● **Stored data**

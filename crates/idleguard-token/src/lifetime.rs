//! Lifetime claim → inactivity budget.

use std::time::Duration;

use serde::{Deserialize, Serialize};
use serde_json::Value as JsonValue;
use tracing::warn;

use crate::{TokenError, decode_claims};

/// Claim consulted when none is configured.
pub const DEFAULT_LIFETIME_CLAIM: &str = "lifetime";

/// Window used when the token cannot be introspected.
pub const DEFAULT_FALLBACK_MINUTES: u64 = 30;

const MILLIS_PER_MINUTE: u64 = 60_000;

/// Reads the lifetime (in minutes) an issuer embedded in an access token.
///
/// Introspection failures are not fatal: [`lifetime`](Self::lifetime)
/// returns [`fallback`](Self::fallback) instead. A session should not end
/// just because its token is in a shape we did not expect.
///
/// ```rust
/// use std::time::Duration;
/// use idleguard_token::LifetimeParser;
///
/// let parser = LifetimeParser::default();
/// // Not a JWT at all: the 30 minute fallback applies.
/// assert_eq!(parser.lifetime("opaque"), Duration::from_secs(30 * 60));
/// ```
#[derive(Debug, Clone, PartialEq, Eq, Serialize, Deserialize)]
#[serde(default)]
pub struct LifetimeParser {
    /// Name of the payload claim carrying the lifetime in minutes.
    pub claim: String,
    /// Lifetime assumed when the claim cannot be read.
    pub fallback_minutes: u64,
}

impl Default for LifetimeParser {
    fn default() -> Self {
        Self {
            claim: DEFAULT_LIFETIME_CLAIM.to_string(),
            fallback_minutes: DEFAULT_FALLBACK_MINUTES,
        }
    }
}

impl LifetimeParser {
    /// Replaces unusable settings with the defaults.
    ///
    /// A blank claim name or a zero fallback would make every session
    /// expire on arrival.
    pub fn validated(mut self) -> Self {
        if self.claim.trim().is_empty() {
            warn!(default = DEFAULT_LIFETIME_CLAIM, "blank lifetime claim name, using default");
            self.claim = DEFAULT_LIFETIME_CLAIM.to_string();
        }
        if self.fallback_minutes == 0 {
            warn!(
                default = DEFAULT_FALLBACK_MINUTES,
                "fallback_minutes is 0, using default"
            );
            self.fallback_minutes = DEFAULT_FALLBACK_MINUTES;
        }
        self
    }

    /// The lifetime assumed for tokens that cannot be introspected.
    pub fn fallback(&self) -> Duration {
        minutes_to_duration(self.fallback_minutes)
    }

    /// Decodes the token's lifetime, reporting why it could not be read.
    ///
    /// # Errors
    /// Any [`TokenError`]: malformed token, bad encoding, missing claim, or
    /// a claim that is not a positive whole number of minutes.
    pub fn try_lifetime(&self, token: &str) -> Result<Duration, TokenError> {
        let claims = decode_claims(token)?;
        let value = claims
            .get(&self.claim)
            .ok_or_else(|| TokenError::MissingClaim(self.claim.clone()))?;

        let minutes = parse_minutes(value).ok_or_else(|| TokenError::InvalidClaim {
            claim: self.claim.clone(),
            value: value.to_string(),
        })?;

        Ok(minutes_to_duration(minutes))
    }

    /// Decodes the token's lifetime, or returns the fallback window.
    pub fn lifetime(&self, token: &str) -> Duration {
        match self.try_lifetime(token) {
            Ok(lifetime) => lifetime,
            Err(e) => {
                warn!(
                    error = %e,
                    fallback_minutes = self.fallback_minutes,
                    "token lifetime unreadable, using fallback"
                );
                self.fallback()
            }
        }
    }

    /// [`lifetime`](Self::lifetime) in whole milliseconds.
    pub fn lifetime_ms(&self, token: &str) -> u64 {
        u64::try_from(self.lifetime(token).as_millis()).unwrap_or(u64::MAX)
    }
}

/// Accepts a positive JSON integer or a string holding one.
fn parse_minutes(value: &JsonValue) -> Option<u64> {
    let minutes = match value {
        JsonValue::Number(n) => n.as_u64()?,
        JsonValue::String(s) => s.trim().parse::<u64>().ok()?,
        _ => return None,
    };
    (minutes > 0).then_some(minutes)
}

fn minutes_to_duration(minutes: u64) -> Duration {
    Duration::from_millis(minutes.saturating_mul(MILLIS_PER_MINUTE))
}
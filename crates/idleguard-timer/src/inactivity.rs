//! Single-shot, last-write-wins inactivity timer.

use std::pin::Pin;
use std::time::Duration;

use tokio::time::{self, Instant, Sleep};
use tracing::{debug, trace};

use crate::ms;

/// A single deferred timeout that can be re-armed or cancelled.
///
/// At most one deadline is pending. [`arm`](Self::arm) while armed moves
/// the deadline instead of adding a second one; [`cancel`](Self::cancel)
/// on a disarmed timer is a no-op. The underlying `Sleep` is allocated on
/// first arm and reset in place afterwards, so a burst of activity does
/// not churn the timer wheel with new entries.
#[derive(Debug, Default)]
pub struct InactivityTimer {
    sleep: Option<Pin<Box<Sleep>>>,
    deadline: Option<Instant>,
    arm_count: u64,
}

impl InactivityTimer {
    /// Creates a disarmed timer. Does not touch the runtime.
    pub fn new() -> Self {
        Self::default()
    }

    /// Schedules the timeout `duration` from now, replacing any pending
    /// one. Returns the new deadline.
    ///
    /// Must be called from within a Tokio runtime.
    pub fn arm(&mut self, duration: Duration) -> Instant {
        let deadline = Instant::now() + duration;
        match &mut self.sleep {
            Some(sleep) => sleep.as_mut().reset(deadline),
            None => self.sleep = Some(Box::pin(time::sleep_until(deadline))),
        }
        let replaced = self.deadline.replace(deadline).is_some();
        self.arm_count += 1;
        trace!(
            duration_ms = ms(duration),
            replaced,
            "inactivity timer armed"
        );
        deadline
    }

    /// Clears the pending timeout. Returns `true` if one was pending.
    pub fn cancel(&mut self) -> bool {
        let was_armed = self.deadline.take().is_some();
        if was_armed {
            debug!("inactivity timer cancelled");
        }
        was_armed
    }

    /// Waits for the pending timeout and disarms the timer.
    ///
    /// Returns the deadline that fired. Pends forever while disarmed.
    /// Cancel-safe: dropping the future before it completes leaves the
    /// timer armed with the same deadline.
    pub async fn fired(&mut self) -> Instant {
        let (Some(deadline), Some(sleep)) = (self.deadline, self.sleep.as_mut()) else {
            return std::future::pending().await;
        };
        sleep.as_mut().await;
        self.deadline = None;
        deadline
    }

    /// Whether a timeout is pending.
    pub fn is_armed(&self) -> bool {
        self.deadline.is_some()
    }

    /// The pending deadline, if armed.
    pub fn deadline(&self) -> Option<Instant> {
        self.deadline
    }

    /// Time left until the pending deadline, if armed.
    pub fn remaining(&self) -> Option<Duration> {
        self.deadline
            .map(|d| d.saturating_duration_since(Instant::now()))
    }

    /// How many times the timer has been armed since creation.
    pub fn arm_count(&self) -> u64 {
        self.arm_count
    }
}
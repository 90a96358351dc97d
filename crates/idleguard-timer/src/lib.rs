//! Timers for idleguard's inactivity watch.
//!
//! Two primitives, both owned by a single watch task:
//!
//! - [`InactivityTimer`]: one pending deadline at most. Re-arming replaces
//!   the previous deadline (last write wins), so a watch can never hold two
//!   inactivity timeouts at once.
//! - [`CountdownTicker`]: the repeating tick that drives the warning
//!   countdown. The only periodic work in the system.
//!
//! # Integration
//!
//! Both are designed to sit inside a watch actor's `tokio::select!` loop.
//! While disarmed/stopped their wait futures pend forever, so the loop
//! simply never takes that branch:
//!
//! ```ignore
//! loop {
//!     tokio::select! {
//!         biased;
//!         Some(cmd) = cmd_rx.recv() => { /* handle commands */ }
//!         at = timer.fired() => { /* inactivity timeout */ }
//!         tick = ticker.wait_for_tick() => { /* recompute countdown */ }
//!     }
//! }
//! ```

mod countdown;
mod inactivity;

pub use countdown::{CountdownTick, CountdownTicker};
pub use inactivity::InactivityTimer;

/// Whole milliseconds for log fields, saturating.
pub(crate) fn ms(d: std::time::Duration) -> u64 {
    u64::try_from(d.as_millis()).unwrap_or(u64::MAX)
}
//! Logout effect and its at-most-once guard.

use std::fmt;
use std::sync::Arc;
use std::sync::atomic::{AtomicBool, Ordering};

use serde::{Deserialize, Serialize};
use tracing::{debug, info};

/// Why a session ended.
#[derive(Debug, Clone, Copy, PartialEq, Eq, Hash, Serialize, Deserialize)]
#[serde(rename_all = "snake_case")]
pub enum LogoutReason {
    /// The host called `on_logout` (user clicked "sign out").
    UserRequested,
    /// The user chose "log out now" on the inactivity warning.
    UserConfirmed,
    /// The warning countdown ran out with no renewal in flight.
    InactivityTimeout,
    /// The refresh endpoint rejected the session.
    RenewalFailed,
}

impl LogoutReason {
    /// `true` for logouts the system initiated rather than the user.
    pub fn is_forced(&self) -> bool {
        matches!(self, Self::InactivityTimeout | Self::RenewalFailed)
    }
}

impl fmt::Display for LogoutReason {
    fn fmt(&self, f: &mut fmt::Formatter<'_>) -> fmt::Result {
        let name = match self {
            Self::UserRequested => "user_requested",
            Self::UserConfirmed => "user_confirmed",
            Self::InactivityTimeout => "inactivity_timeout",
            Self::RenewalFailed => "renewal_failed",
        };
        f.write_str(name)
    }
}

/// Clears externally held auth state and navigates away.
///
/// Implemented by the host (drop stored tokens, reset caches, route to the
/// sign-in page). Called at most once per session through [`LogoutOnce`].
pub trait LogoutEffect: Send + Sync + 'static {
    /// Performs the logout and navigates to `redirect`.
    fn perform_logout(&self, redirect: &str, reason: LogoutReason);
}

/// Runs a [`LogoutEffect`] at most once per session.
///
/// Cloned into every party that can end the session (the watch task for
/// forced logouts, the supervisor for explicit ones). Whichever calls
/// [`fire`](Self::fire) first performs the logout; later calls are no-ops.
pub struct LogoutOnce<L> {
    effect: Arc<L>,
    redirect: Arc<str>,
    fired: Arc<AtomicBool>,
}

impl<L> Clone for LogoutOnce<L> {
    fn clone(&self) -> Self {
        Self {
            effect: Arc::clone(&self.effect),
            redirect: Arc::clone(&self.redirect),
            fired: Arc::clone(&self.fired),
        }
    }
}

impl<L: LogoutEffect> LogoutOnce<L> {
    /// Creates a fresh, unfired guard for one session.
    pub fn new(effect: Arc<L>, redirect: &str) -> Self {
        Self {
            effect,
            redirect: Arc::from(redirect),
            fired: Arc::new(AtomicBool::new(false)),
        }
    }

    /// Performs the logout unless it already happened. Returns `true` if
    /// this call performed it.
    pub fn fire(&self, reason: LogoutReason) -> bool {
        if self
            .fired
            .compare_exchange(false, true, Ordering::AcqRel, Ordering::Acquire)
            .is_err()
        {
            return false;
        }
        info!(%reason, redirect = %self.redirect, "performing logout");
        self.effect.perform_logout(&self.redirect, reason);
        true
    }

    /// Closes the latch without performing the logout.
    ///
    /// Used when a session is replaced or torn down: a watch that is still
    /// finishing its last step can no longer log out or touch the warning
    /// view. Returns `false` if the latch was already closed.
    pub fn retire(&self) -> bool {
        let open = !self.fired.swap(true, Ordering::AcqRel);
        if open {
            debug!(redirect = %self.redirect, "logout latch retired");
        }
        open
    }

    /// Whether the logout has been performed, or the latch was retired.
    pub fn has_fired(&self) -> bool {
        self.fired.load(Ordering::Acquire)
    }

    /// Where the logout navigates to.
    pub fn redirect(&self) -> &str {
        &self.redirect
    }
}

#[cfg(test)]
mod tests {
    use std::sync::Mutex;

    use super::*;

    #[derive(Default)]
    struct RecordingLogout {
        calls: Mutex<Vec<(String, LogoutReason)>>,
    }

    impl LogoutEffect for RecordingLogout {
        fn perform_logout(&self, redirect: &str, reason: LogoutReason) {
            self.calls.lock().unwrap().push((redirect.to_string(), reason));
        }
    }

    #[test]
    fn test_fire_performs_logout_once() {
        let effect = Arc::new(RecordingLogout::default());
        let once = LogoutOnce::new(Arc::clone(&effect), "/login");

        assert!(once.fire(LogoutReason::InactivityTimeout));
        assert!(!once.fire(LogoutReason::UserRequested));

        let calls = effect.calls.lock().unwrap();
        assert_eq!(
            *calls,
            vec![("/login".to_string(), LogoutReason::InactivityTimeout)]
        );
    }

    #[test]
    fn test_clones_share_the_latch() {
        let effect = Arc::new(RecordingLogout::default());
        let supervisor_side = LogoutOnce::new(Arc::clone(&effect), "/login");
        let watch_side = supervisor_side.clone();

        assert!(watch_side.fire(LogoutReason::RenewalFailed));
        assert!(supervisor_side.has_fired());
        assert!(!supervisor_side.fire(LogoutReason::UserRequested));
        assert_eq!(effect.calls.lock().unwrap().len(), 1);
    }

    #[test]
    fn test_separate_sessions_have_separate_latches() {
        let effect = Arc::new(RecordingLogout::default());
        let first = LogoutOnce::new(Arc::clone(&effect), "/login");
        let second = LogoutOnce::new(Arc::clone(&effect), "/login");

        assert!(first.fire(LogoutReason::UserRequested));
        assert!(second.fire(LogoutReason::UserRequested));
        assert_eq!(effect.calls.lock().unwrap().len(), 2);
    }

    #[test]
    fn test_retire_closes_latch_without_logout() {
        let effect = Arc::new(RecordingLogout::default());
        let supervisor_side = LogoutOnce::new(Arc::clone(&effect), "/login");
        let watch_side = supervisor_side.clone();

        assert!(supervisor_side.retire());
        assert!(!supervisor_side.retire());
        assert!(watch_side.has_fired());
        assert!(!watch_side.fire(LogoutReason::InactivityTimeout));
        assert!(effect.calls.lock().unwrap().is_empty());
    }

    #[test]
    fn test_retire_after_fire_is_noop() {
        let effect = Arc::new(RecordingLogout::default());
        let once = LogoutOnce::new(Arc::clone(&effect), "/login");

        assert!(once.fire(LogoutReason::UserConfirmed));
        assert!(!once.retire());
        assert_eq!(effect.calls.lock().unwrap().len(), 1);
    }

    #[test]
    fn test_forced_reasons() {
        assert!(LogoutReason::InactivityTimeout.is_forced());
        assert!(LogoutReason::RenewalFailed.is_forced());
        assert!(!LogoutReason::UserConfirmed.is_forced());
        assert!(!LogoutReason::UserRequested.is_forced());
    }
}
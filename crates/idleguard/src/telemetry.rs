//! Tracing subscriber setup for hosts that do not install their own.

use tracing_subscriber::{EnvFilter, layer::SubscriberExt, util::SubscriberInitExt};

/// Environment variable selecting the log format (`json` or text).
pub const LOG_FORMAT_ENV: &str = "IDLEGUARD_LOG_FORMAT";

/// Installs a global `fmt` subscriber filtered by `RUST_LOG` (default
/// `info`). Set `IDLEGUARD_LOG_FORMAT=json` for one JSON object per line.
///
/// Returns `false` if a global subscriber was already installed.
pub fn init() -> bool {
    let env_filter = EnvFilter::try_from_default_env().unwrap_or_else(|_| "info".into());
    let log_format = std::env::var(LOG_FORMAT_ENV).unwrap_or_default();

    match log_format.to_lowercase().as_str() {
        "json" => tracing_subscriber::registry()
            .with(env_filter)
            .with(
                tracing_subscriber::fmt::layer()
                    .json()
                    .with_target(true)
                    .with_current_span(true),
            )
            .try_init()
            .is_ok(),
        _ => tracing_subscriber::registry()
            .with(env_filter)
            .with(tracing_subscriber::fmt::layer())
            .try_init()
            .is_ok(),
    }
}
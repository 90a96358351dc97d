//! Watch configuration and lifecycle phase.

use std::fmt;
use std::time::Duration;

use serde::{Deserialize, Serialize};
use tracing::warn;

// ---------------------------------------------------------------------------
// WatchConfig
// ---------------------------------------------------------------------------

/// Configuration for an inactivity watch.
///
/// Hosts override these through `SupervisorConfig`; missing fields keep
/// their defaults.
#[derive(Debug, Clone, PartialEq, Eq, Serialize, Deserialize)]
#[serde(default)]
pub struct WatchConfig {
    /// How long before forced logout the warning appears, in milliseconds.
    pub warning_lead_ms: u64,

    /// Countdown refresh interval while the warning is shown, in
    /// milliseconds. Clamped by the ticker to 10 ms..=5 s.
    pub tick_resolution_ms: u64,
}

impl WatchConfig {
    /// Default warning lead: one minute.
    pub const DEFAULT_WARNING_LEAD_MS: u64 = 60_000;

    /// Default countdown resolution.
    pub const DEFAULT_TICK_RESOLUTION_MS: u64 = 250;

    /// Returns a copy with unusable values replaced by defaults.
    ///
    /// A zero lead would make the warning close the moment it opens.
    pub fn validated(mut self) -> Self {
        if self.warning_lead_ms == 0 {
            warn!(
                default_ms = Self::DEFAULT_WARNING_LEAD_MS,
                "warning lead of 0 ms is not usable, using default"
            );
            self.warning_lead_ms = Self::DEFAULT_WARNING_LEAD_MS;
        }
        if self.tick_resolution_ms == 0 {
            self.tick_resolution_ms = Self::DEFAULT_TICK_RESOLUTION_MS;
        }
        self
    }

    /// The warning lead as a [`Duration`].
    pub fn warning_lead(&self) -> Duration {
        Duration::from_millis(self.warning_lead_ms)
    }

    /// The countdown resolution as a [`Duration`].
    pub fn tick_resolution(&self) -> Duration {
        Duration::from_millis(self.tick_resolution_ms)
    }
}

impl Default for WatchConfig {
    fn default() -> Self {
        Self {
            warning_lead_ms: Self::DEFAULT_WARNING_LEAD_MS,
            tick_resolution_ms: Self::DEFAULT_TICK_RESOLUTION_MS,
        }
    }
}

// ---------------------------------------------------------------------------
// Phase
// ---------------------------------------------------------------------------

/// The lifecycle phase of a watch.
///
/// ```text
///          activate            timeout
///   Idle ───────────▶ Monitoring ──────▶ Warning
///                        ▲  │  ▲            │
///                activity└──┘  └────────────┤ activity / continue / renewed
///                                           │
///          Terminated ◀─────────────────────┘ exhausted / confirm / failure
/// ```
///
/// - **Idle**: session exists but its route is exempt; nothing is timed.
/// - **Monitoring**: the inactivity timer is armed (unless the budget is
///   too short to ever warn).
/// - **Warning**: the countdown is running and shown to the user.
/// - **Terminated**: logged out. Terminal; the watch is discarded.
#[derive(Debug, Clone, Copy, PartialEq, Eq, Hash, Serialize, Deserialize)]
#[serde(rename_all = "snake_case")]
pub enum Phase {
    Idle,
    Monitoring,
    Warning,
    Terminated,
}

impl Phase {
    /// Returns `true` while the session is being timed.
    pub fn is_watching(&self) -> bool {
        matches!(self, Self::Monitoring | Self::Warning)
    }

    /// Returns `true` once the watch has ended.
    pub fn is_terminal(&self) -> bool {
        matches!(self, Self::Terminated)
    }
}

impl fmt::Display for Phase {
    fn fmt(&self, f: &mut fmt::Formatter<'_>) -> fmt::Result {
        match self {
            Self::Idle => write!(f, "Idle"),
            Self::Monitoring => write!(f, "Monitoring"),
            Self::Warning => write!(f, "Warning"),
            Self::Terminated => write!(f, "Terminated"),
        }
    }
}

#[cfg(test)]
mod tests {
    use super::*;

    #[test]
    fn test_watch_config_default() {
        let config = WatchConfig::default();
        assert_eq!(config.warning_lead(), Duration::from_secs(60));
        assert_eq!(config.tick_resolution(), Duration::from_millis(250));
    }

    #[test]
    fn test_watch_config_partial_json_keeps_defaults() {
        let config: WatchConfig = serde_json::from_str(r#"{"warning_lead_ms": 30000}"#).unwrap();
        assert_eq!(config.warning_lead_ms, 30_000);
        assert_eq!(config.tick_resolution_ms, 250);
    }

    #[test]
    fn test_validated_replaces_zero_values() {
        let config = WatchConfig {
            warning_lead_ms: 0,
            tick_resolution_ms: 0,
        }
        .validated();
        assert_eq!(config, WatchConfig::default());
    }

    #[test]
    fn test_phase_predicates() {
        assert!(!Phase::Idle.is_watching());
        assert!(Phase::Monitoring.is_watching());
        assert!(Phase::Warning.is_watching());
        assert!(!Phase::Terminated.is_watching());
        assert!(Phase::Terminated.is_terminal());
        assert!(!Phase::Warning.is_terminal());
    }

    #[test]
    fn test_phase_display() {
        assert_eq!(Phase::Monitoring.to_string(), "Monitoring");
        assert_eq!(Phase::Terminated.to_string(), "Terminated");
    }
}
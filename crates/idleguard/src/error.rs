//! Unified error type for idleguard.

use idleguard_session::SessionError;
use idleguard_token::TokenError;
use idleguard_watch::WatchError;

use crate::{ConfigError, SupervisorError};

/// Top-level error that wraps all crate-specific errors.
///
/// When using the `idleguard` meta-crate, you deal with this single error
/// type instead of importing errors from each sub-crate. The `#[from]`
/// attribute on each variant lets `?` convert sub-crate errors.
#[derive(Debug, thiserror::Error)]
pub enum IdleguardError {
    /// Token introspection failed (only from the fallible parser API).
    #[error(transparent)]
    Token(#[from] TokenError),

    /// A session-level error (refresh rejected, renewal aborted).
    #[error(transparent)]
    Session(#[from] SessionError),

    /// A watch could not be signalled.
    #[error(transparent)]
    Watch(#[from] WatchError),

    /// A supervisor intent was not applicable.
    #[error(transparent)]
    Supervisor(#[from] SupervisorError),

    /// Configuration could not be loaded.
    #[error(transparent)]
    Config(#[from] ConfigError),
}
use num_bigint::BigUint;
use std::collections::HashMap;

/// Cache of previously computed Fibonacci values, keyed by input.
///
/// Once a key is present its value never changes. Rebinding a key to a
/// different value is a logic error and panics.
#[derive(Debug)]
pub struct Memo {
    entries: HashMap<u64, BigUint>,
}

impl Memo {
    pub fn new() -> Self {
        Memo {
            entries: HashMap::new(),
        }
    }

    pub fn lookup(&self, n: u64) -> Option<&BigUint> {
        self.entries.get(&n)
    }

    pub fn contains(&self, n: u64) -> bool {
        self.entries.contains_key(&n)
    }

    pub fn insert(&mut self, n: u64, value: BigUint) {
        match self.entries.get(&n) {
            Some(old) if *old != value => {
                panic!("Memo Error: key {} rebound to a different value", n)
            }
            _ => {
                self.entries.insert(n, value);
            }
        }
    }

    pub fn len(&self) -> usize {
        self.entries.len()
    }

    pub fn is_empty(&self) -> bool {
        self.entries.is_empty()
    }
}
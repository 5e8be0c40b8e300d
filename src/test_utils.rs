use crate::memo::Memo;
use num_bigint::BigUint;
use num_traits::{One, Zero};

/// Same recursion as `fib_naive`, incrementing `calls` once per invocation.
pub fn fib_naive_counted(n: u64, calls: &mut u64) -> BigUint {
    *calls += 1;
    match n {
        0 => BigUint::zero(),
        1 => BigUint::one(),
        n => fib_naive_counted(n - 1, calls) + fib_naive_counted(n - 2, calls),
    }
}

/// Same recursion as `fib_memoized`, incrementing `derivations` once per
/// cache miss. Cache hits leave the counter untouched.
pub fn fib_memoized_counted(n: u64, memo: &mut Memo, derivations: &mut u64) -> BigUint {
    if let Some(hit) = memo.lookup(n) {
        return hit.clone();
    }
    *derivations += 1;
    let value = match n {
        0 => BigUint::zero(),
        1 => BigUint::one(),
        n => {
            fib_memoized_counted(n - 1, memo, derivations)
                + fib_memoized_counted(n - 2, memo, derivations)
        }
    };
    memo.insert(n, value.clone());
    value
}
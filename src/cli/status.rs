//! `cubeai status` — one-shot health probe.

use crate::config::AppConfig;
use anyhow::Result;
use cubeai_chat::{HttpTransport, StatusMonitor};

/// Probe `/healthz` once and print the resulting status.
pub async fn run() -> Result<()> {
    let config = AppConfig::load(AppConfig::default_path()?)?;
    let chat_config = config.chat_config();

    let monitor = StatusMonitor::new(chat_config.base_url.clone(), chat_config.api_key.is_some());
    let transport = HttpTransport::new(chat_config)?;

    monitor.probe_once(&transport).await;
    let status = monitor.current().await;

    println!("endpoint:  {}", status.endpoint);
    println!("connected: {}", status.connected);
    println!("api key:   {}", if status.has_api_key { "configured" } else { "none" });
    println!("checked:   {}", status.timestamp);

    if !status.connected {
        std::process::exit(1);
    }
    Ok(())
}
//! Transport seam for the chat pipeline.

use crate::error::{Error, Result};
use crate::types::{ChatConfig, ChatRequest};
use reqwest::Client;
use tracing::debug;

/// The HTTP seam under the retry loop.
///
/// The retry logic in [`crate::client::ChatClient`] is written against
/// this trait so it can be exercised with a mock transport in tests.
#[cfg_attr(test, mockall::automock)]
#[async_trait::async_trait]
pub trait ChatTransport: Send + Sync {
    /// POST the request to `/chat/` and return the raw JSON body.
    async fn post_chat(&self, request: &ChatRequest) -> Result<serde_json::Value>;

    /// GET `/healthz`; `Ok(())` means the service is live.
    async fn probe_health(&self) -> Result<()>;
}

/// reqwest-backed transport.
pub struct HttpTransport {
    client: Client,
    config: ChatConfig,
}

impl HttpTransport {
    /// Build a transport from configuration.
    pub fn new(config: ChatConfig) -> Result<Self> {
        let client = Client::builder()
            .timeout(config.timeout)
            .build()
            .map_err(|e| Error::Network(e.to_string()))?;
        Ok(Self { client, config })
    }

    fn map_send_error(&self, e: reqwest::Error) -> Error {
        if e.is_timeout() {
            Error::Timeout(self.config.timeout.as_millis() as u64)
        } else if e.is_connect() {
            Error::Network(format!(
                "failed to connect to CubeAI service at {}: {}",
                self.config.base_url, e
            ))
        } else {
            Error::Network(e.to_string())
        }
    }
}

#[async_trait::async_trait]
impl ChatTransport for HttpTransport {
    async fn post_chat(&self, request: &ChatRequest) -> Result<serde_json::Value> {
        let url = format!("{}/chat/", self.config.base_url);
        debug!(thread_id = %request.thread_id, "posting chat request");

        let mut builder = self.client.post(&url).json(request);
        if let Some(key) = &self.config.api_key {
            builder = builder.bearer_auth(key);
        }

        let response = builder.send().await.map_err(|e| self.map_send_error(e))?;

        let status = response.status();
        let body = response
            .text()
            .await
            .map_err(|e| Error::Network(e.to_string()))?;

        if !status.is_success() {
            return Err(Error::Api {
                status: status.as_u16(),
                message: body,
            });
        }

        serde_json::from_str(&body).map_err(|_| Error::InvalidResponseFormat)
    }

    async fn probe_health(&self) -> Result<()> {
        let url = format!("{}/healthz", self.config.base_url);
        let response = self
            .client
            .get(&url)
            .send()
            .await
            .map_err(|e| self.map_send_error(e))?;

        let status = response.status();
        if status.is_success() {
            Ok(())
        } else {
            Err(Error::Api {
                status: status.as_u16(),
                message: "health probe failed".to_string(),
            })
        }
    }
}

● **INSTRUCTIONS TO FOLLOW**
Filter the entries down to the lines that include the string "introspected".

● **ANSWER SPACE**
/// Window used when the token cannot be introspected.
    /// The lifetime assumed for tokens that cannot be introspected.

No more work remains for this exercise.